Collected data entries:
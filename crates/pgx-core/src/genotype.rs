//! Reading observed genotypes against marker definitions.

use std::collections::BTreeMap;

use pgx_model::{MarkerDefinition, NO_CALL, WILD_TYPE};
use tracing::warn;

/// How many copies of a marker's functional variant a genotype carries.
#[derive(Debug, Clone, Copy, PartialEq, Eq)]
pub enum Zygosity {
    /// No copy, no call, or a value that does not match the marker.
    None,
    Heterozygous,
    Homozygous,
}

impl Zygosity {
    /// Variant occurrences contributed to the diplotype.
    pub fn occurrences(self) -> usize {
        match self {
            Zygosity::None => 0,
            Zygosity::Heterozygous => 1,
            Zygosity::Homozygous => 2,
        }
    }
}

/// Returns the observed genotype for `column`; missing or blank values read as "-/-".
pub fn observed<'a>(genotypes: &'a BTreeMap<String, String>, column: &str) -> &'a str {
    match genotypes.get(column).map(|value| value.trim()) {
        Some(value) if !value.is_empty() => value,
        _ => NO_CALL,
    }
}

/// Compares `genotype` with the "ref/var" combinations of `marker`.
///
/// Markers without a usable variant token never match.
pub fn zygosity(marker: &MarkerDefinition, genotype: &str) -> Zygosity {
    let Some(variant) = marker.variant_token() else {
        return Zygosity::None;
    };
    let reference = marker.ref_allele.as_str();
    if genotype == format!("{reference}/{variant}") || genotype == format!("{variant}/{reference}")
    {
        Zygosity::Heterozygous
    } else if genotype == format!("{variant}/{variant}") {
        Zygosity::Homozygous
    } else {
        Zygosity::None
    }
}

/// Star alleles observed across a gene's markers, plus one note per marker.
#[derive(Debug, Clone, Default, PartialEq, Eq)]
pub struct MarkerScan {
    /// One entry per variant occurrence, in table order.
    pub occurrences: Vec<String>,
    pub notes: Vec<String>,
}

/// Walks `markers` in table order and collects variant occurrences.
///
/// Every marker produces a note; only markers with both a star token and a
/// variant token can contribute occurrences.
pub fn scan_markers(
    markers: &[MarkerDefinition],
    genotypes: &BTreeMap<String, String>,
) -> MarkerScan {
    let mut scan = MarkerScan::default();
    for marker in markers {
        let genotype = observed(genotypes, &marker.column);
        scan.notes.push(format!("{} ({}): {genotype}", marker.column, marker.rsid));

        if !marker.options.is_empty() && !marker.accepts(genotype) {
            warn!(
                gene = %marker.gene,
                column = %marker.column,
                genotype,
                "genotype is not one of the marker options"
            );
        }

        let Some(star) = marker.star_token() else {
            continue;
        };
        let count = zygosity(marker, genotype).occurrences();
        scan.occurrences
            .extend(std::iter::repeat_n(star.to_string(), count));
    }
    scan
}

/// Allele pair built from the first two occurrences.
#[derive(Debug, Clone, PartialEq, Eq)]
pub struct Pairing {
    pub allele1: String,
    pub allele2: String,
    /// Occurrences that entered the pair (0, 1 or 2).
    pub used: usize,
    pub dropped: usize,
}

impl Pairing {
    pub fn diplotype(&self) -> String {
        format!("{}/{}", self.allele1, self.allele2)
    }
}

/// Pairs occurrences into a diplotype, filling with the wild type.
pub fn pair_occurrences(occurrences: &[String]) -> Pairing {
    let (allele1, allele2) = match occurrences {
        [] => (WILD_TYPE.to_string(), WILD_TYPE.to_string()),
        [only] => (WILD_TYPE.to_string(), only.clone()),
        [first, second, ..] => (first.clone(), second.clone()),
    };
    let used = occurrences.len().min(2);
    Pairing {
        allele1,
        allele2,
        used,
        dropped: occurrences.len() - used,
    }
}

...

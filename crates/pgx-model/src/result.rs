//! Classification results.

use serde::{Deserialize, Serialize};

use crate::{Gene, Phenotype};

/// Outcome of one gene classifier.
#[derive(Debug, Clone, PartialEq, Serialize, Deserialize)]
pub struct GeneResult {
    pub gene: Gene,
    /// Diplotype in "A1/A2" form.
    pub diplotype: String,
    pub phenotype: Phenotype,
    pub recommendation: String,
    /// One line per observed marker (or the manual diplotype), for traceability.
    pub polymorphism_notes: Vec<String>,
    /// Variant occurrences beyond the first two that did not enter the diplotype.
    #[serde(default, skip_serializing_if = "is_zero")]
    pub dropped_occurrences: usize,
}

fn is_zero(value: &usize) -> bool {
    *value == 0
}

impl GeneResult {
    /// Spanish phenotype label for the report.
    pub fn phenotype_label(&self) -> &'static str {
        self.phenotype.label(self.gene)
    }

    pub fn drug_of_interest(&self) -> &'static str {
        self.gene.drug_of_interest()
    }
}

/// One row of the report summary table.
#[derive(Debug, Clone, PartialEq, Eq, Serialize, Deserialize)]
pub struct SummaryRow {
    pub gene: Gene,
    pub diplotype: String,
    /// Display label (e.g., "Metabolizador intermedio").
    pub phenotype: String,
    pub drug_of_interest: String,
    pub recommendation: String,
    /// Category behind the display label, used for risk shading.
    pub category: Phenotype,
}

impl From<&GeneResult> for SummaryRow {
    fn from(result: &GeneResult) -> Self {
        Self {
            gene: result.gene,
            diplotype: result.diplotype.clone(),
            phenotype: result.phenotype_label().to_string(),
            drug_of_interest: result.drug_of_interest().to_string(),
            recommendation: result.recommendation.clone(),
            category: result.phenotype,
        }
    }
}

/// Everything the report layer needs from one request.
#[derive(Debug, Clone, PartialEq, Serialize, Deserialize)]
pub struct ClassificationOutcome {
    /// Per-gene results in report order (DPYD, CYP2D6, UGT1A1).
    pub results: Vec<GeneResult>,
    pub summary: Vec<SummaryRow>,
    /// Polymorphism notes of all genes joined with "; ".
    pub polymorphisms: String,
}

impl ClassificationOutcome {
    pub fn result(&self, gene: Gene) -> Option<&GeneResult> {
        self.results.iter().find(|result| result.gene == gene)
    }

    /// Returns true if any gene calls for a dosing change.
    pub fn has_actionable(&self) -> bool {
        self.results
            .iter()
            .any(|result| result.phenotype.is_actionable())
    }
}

==

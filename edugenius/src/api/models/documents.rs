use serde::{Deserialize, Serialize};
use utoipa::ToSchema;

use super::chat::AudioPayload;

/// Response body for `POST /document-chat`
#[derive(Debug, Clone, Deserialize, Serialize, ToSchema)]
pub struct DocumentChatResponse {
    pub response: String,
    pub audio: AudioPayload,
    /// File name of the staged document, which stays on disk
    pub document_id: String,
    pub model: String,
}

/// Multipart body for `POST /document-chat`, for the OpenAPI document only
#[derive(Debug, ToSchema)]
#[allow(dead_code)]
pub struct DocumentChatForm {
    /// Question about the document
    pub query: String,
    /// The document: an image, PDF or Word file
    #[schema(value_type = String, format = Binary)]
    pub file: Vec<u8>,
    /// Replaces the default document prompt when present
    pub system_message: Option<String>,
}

## WHAT TO WORK ON
All lines of the records above that contain the word "AudioPayload" are to be copied out.

## RESPONSE TO THIS EXERCISE
use super::chat::AudioPayload;
    pub audio: AudioPayload,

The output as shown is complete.